A Comissão Europeia recomenda ao Governo que impeça a acumulação de novas dívidas na saúde através de transferências contínuas do Orçamento do Estado, no relatório da 11ª avaliação ao programa de ajustamento.

O relatório considera que embora a redução da acumulação de dívidas em atraso seja significativa, são necessários mais esforços para alcançar o objetivo de impedir mais acumulações.

Para fazer face a este desafio de impedir a acumulação de dívidas dos hospitais públicos, o Governo terá de tomar medidas de consolidação, que estão em discussão na avaliação, e terá que aumentar as transferências do Estado.

«A partir de 2014, de acordo com os compromissos assumidos no âmbito da 11ª revisão, o Governo vai impedir a acumulação de novas dívidas neste sector através de transferências contínuas do Orçamento Geral do Estado», lê-se no relatório da Comissão Europeia.

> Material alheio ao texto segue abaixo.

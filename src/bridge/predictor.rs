use super::latent::{Latent, LatentLayout, PredictionHistory};
use crate::error::SimResult;
use crate::grid::FieldArray;

/// Which fields a decode writes back
#[derive(Debug, Clone, Copy, PartialEq, Eq)]
pub enum DecodeTarget {
    VelocityOnly,
    /// Velocity, plus density when the latent carries it
    Full,
}

/// Fields produced by a decode
#[derive(Debug, Clone, Default, PartialEq)]
pub struct DecodedFields {
    pub velocity: Option<FieldArray>,
    pub density: Option<FieldArray>,
}

/// Latent-space model standing in for the physical solve
///
/// Implementations wrap a trained encoder/decoder and a latent time
/// predictor. Every call blocks until its result is complete.
pub trait Predictor {
    /// Number of control parameters the model was trained with
    fn supervised_param_count(&self) -> usize;

    fn layout(&self) -> &LatentLayout;

    fn encode(&mut self, velocity: &FieldArray, density: &FieldArray) -> SimResult<Latent>;

    /// Replace the density part of the newest history entry with an
    /// encoding of `density`
    fn refresh_density(&mut self, density: &FieldArray, history: &mut PredictionHistory) -> SimResult<()>;

    /// Next latent state from the history window
    fn predict(&mut self, history: &PredictionHistory) -> SimResult<Latent>;

    fn decode(&mut self, latent: &Latent, target: DecodeTarget) -> SimResult<DecodedFields>;
}
use std::collections::VecDeque;
use std::ops::Range;

use serde::{Deserialize, Serialize};

use crate::config::{ParamSlots, SlotIndex};
use crate::error::{SimError, SimResult};

/// Latent state vector
#[derive(Debug, Clone, PartialEq, Serialize, Deserialize)]
pub struct Latent {
    pub values: Vec<f32>,
}

impl Latent {
    pub fn new(values: Vec<f32>) -> Self {
        Self { values }
    }

    pub fn zeros(len: usize) -> Self {
        Self { values: vec![0.0; len] }
    }

    pub fn len(&self) -> usize {
        self.values.len()
    }

    pub fn is_empty(&self) -> bool {
        self.values.is_empty()
    }
}

/// Named regions of a latent vector
///
/// Every layout reserves the control parameter slots listed in
/// `param_slots`; whatever the predictor returns there is overwritten with
/// the current frame's rotation and position.
#[derive(Debug, Clone, PartialEq)]
pub struct LatentLayout {
    len: usize,
    velocity: Range<usize>,
    density: Option<Range<usize>>,
    param_slots: Vec<ParamSlots>,
}

impl LatentLayout {
    /// Build a layout, checking that every slot falls inside the latent
    pub fn new(
        len: usize,
        velocity: Range<usize>,
        density: Option<Range<usize>>,
        param_slots: Vec<ParamSlots>,
    ) -> SimResult<Self> {
        let layout = Self { len, velocity, density, param_slots };
        for pair in &layout.param_slots {
            layout.resolve(pair.rotation)?;
            layout.resolve(pair.position)?;
        }
        Ok(layout)
    }

    pub fn len(&self) -> usize {
        self.len
    }

    pub fn velocity(&self) -> Range<usize> {
        self.velocity.clone()
    }

    pub fn density(&self) -> Option<Range<usize>> {
        self.density.clone()
    }

    pub fn param_slots(&self) -> &[ParamSlots] {
        &self.param_slots
    }

    /// Absolute offset of a slot
    pub fn resolve(&self, slot: SlotIndex) -> SimResult<usize> {
        let out_of_range = || SimError::LatentSlotOutOfRange {
            index: format!("{:?}", slot),
            len: self.len,
        };
        match slot {
            SlotIndex::FromEnd(back) if back >= 1 && back <= self.len => Ok(self.len - back),
            SlotIndex::At(at) if at < self.len => Ok(at),
            _ => Err(out_of_range()),
        }
    }

    /// Overwrite every reserved slot pair with `[rotation, position]`
    pub fn write_params(&self, latent: &mut Latent, params: [f32; 2]) -> SimResult<()> {
        if latent.len() != self.len {
            return Err(SimError::LatentSlotOutOfRange {
                index: "latent length".to_string(),
                len: latent.len(),
            });
        }
        for pair in &self.param_slots {
            latent.values[self.resolve(pair.rotation)?] = params[0];
            latent.values[self.resolve(pair.position)?] = params[1];
        }
        Ok(())
    }

    /// Values of the first reserved slot pair
    pub fn read_params(&self, latent: &Latent) -> SimResult<[f32; 2]> {
        let pair = self.param_slots.first().copied().unwrap_or(ParamSlots::TRAILING);
        Ok([
            latent.values[self.resolve(pair.rotation)?],
            latent.values[self.resolve(pair.position)?],
        ])
    }
}

/// Where a history entry came from
#[derive(Debug, Clone, Copy, PartialEq, Eq, Serialize, Deserialize)]
pub enum LatentOrigin {
    Simulated,
    Predicted,
}

#[derive(Debug, Clone, PartialEq)]
pub struct HistoryEntry {
    pub latent: Latent,
    pub origin: LatentOrigin,
}

/// Sliding window of the most recent latent states of one scene
#[derive(Debug, Clone)]
pub struct PredictionHistory {
    window: usize,
    entries: VecDeque<HistoryEntry>,
}

impl PredictionHistory {
    pub fn new(window: usize) -> Self {
        Self {
            window: window.max(1),
            entries: VecDeque::with_capacity(window.max(1)),
        }
    }

    pub fn add_simulation(&mut self, latent: Latent) {
        self.push(latent, LatentOrigin::Simulated);
    }

    pub fn add_prediction(&mut self, latent: Latent) {
        self.push(latent, LatentOrigin::Predicted);
    }

    fn push(&mut self, latent: Latent, origin: LatentOrigin) {
        if self.entries.len() == self.window {
            self.entries.pop_front();
        }
        self.entries.push_back(HistoryEntry { latent, origin });
    }

    pub fn latest(&self) -> Option<&HistoryEntry> {
        self.entries.back()
    }

    pub fn latest_mut(&mut self) -> Option<&mut HistoryEntry> {
        self.entries.back_mut()
    }

    /// Oldest first
    pub fn entries(&self) -> impl DoubleEndedIterator<Item = &HistoryEntry> {
        self.entries.iter()
    }

    pub fn len(&self) -> usize {
        self.entries.len()
    }

    pub fn is_empty(&self) -> bool {
        self.entries.is_empty()
    }

    pub fn window(&self) -> usize {
        self.window
    }

    pub fn clear(&mut self) {
        self.entries.clear();
    }
}
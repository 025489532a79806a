use super::{FlagGrid, GridDims, MacGrid};

/// Extrapolate MAC velocity from fluid-adjacent faces into the remaining faces
///
/// Faces touching a fluid cell seed layer 1. Each further layer takes the
/// average of already known neighbors from the previous layer, for
/// `distance` layers. Works per component; the outermost cell layer is
/// never written.
pub fn extrapolate_mac_simple(flags: &FlagGrid, vel: &mut MacGrid, distance: usize) {
    let dims = vel.dims();
    let mut layer = vec![0usize; dims.cells()];

    for axis in 0..dims.dim() {
        layer.fill(0);
        for idx in 0..dims.cells() {
            if !inner(dims, idx) {
                continue;
            }
            let lower_fluid = dims
                .neighbor(idx, axis, false)
                .map(|l| flags.is_fluid(l))
                .unwrap_or(false);
            if flags.is_fluid(idx) || lower_fluid {
                layer[idx] = 1;
            }
        }

        for d in 1..=distance {
            for idx in 0..dims.cells() {
                if layer[idx] != 0 || !inner(dims, idx) {
                    continue;
                }
                let mut sum = 0.0;
                let mut count = 0;
                for nb_axis in 0..dims.dim() {
                    for positive in [false, true] {
                        if let Some(nb) = dims.neighbor(idx, nb_axis, positive) {
                            if layer[nb] == d {
                                sum += vel.component(nb, axis);
                                count += 1;
                            }
                        }
                    }
                }
                if count > 0 {
                    layer[idx] = d + 1;
                    vel.set_component(idx, axis, sum / count as f32);
                }
            }
        }
    }
}

/// Cells at least one away from the domain edge
fn inner(dims: GridDims, idx: usize) -> bool {
    !dims.in_ring(idx, 1)
}
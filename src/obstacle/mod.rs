//! Moving obstacle
//!
//! Scripted rigid motion of the obstacle mesh: a deterministic
//! noise-driven trajectory, the box-union mesh it moves, and the two-slot
//! pose ring the obstacle velocity is differenced from.

pub mod random;
pub mod kinematics;
pub mod mesh;
pub mod ring;

pub use random::{RandomSource, Stream, TileableNoise};
pub use kinematics::{ControlParams, KinematicsParams, ParamRanges, RangeWarning, Trajectory};
pub use mesh::{LocalBox, MeshPose, ObstacleMesh};
pub use ring::{MeshRing, PoseTransition};
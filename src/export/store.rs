use std::fs::{self, File};
use std::io::{Read, Write};
use std::path::{Path, PathBuf};

use flate2::read::GzDecoder;
use flate2::write::GzEncoder;
use flate2::Compression;
use serde::{Deserialize, Serialize};

use super::{FrameExporter, FrameRecord};
use crate::config::{ExportConfig, FieldFormat};
use crate::error::{SimError, SimErrorContext, SimResult};
use crate::grid::FieldArray;
use crate::simulation::SupervisedParamHistory;

#[derive(Debug, Clone, Copy, PartialEq, Eq, Serialize, Deserialize)]
#[serde(rename_all = "snake_case")]
pub enum FieldKind {
    Velocity,
    Density,
}

impl FieldKind {
    pub fn name(&self) -> &'static str {
        match self {
            FieldKind::Velocity => "velocity",
            FieldKind::Density => "density",
        }
    }
}

/// Self-describing field file
#[derive(Debug, Clone, PartialEq, Serialize, Deserialize)]
pub struct StoredField {
    pub kind: FieldKind,
    pub scene: usize,
    pub frame: usize,
    pub shape: [usize; 4],
    pub params: SupervisedParamHistory,
    /// CRC32 of the little-endian field data
    pub checksum: u32,
    pub data: Vec<f32>,
}

impl StoredField {
    fn new(kind: FieldKind, record: &FrameRecord<'_>, array: &FieldArray) -> Self {
        Self {
            kind,
            scene: record.scene,
            frame: record.frame,
            shape: array.shape(),
            params: record.params.clone(),
            checksum: checksum(array.data()),
            data: array.data().to_vec(),
        }
    }

    pub fn into_array(self) -> SimResult<FieldArray> {
        FieldArray::from_vec(self.shape, self.data)
    }
}

fn checksum(data: &[f32]) -> u32 {
    let mut hasher = crc32fast::Hasher::new();
    hasher.update(bytemuck::cast_slice(data));
    hasher.finalize()
}

/// Writes each frame's fields as files below the run directory
#[derive(Debug, Clone)]
pub struct FieldStore {
    root: PathBuf,
    config: ExportConfig,
}

impl FieldStore {
    pub fn new(root: impl Into<PathBuf>, config: ExportConfig) -> Self {
        Self {
            root: root.into(),
            config,
        }
    }

    pub fn root(&self) -> &Path {
        &self.root
    }

    /// Per-scene directory
    pub fn scene_dir(&self, scene: usize) -> PathBuf {
        self.root.join(format!("{:06}", scene))
    }

    /// File of one field of one frame
    pub fn path_for(&self, scene: usize, frame: usize, kind: FieldKind) -> PathBuf {
        let stem = self
            .config
            .field_path_format
            .replace("{kind}", kind.name())
            .replace("{frame}", &format!("{:06}", frame));
        let mut name = format!("{}.{}", stem, self.config.format.extension());
        if self.config.compress {
            name.push_str(".gz");
        }
        self.scene_dir(scene).join(name)
    }

    fn write_field(&self, kind: FieldKind, record: &FrameRecord<'_>, array: &FieldArray) -> SimResult<()> {
        let bytes = match self.config.format {
            FieldFormat::Bincode => bincode::serialize(&StoredField::new(kind, record, array))?,
            FieldFormat::Json => serde_json::to_vec(&StoredField::new(kind, record, array))?,
            FieldFormat::Raw => bytemuck::cast_slice::<f32, u8>(array.data()).to_vec(),
        };
        let bytes = if self.config.compress { compress(&bytes)? } else { bytes };

        let path = self.path_for(record.scene, record.frame, kind);
        let mut file = File::create(&path).sim_context(&format!("creating {}", path.display()))?;
        file.write_all(&bytes)
            .sim_context(&format!("writing {}", path.display()))?;
        Ok(())
    }

    fn read_bytes(&self, path: &Path) -> SimResult<Vec<u8>> {
        let bytes = fs::read(path).sim_context(&format!("reading {}", path.display()))?;
        if self.config.compress {
            decompress(&bytes)
        } else {
            Ok(bytes)
        }
    }

    /// Load a bincode or JSON field file, verifying its checksum
    pub fn load(&self, path: &Path) -> SimResult<StoredField> {
        let bytes = self.read_bytes(path)?;
        let field: StoredField = match self.config.format {
            FieldFormat::Bincode => bincode::deserialize(&bytes)?,
            FieldFormat::Json => serde_json::from_slice(&bytes)?,
            FieldFormat::Raw => {
                return Err(SimError::Serialization(format!(
                    "{} is a raw field without a header, use load_raw",
                    path.display()
                )))
            }
        };
        let found = checksum(&field.data);
        if found != field.checksum {
            return Err(SimError::ChecksumMismatch {
                path: path.to_path_buf(),
                expected: field.checksum,
                found,
            });
        }
        Ok(field)
    }

    /// Load a raw field file into an array of the given shape
    pub fn load_raw(&self, path: &Path, shape: [usize; 4]) -> SimResult<FieldArray> {
        let bytes = self.read_bytes(path)?;
        let data = bytes
            .chunks_exact(4)
            .map(|c| f32::from_le_bytes([c[0], c[1], c[2], c[3]]))
            .collect();
        FieldArray::from_vec(shape, data)
    }
}

impl FrameExporter for FieldStore {
    fn write_frame(&mut self, record: &FrameRecord<'_>) -> SimResult<()> {
        let dir = self.scene_dir(record.scene);
        fs::create_dir_all(&dir).sim_context(&format!("creating {}", dir.display()))?;
        self.write_field(FieldKind::Velocity, record, record.velocity)?;
        self.write_field(FieldKind::Density, record, record.density)?;
        log::trace!("[FieldStore] Scene {} frame {} written", record.scene, record.frame);
        Ok(())
    }
}

fn compress(data: &[u8]) -> SimResult<Vec<u8>> {
    let mut encoder = GzEncoder::new(Vec::new(), Compression::default());
    encoder
        .write_all(data)
        .map_err(|e| SimError::Serialization(format!("Gzip compression failed: {}", e)))?;
    encoder
        .finish()
        .map_err(|e| SimError::Serialization(format!("Gzip finalization failed: {}", e)))
}

fn decompress(data: &[u8]) -> SimResult<Vec<u8>> {
    let mut decoder = GzDecoder::new(data);
    let mut decompressed = Vec::new();
    decoder
        .read_to_end(&mut decompressed)
        .map_err(|e| SimError::Serialization(format!("Gzip decompression failed: {}", e)))?;
    Ok(decompressed)
}

#[cfg(test)]
mod tests {
    use super::*;
    use crate::grid::GridDims;
    use crate::obstacle::ControlParams;

    fn record<'a>(
        velocity: &'a FieldArray,
        density: &'a FieldArray,
        params: &'a SupervisedParamHistory,
    ) -> FrameRecord<'a> {
        FrameRecord { scene: 2, frame: 7, velocity, density, params }
    }

    fn sample() -> (FieldArray, FieldArray, SupervisedParamHistory) {
        let dims = GridDims::new(4, 3, 1);
        let mut velocity = FieldArray::zeros(dims, 3);
        velocity.data_mut()[5] = 1.5;
        let mut density = FieldArray::zeros(dims, 1);
        density.data_mut()[2] = 0.75;
        let mut params = SupervisedParamHistory::new();
        params.push(ControlParams { rotation: 0.1, position: 0.3 });
        (velocity, density, params)
    }

    #[test]
    fn test_path_layout() {
        let store = FieldStore::new("/tmp/run", ExportConfig { compress: true, ..Default::default() });
        assert_eq!(
            store.path_for(3, 12, FieldKind::Density),
            PathBuf::from("/tmp/run/000003/density_000012.bin.gz")
        );
    }

    #[test]
    fn test_bincode_gzip_file_loads_back() {
        let dir = tempfile::tempdir().unwrap();
        let mut store = FieldStore::new(dir.path(), ExportConfig { compress: true, ..Default::default() });
        let (velocity, density, params) = sample();
        store.write_frame(&record(&velocity, &density, &params)).unwrap();

        let loaded = store.load(&store.path_for(2, 7, FieldKind::Velocity)).unwrap();
        assert_eq!(loaded.kind, FieldKind::Velocity);
        assert_eq!(loaded.frame, 7);
        assert_eq!(loaded.params, params);
        assert_eq!(loaded.into_array().unwrap(), velocity);
    }

    #[test]
    fn test_json_checksum_detects_tampering() {
        let dir = tempfile::tempdir().unwrap();
        let config = ExportConfig { format: FieldFormat::Json, ..Default::default() };
        let mut store = FieldStore::new(dir.path(), config);
        let (velocity, density, params) = sample();
        store.write_frame(&record(&velocity, &density, &params)).unwrap();

        let path = store.path_for(2, 7, FieldKind::Density);
        let mut field: StoredField = serde_json::from_slice(&fs::read(&path).unwrap()).unwrap();
        field.data[0] = 9.0;
        fs::write(&path, serde_json::to_vec(&field).unwrap()).unwrap();
        assert!(matches!(store.load(&path), Err(SimError::ChecksumMismatch { .. })));
    }

    #[test]
    fn test_raw_format() {
        let dir = tempfile::tempdir().unwrap();
        let config = ExportConfig { format: FieldFormat::Raw, ..Default::default() };
        let mut store = FieldStore::new(dir.path(), config);
        let (velocity, density, params) = sample();
        store.write_frame(&record(&velocity, &density, &params)).unwrap();
        let path = store.path_for(2, 7, FieldKind::Density);
        assert_eq!(fs::metadata(&path).unwrap().len(), 12 * 4);
        assert_eq!(store.load_raw(&path, density.shape()).unwrap(), density);
        assert!(store.load(&path).is_err());
    }
}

O mesmo documento recomenda ainda ao Governo que resolva o problema das dívidas através de medidas mais estruturais de redução da despesa, incluindo os planos estratégicos para os hospitais que estão em discussão, e que deverão estar concluídos até ao final da avaliação em curso.

O Governo revelou recentemente que vai «transferir brevemente» mais 300 milhões de euros para reduzir os pagamentos em atraso na saúde e que admite vir a aplicar taxas à indústria farmacêutica e a produtos com efeitos nocivos para a saúde.

A ministra de Estado e das Finanças, Maria Luís Albuquerque, afirmou que há «necessidade de continuar a diminuir as dívidas acumuladas no setor da saúde», referindo que, aos 1.900 milhões transferidos para o setor em 2012 e em 2013, «acrescem 300 milhões em 2014, a transferir brevemente».

De acordo com a governante, «os atrasos de pagamentos que ainda subsistem poderão progressivamente ser resolvidos com um esforço adicional de racionalização e aumento de eficiência no setor», mas também com «contributos adicionais do lado da receita».

Em fevereiro, os pagamentos em atraso há mais de 90 dias ascendiam a 1.980 milhões de euros, mais 83 milhões do que no final de 2013, um acréscimo que se deveu sobretudo aos hospitais EPE.

Nos primeiros dois meses do ano, as dívidas por pagar acumuladas no setor da saúde (subsetor da saúde e hospitais EPE) aumentaram 88 milhões, dos quais 82 milhões dizem respeito «exclusivamente aos hospitais EPE», de acordo com um relatório da Unidade Técnica de Apoio Orçamental (UTAO), de 01 de abril.

No mesmo documento, a UTAO estimou que os pagamentos em atraso há mais de 90 dias aumentaram 140 milhões de euros nos dois primeiros meses do ano, excluindo os programas específicos de regularização de dívidas.